一种甲醇水蒸气重整制氢催化剂的原子比组成为:Cu1.0,La0.02—0.5,Zr0.15—1.0,Fe0—0.5。该催化剂适用于常压下,以水醇摩尔比1—3的甲醇水溶液为原料,空速为1—2.5h-1,225—260℃的条件下反应。本发明具有甲醇水蒸气重整反应温度低,在230℃时,甲醇的转化率在98%以上,反应副产物少,稳定性好的优点。

Description

一种甲醇水蒸气重整制氢催化剂及其应用方法
本发明属于一种甲醇水蒸气重整制氢催化剂及其应用方法。
随着生产和科学技术的迅速发展,氢气的用途越来越广泛,从石油炼制、化工、治金工业,到电子、电力、建材、气象、航天等行业都得到广泛使用。
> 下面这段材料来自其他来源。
use vlang::{
    LocaleSuggestions, UnknownLocalePolicy, best_locale_match,
    locale::resolve_active_locale_with,
};

/// Inputs of the `locale` subcommand.
#[derive(Debug, Clone, Default)]
pub struct LocaleRequest {
    pub locales: Vec<String>,
    pub chosen: Option<String>,
    pub server: Option<String>,
    pub persisted: Option<String>,
    pub available: Vec<String>,
    pub requested: Option<String>,
}

/// Resolve a locale in one of two modes.
///
/// With `available`, picks the closest match for `requested`. Otherwise
/// computes the active locale of a session from `locales` and the three
/// suggestions.
pub fn run_locale(request: &LocaleRequest) -> Result<String, String> {
    if !request.available.is_empty() {
        return best_locale_match(&request.available, request.requested.as_deref())
            .map(str::to_string)
            .ok_or_else(|| "No locale available".to_string());
    }

    if request.locales.is_empty() {
        return Err("Either --locales or --available is required".to_string());
    }

    let suggestions = LocaleSuggestions::new()
        .with_chosen(request.chosen.clone())
        .with_server_suggested(request.server.clone())
        .with_persisted(request.persisted.clone());

    resolve_active_locale_with(&request.locales, &suggestions, UnknownLocalePolicy::Warn)
        .map_err(|e| e.to_string())
}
氢气的需求量是较其他工业气体增长最快的气体之一。氢气既是一种功能材料,也是一种能源材料。在即将来临的下一世纪,人类面临能源危机和环境污染问题日益严峻,开发新能源,寻找代用燃料是当务之急。而以氢气为燃料的燃料电池,是一种可移动的、高效的动力源,具有起动方便、比功率大、污染小等优点,显示出重大的应用前景。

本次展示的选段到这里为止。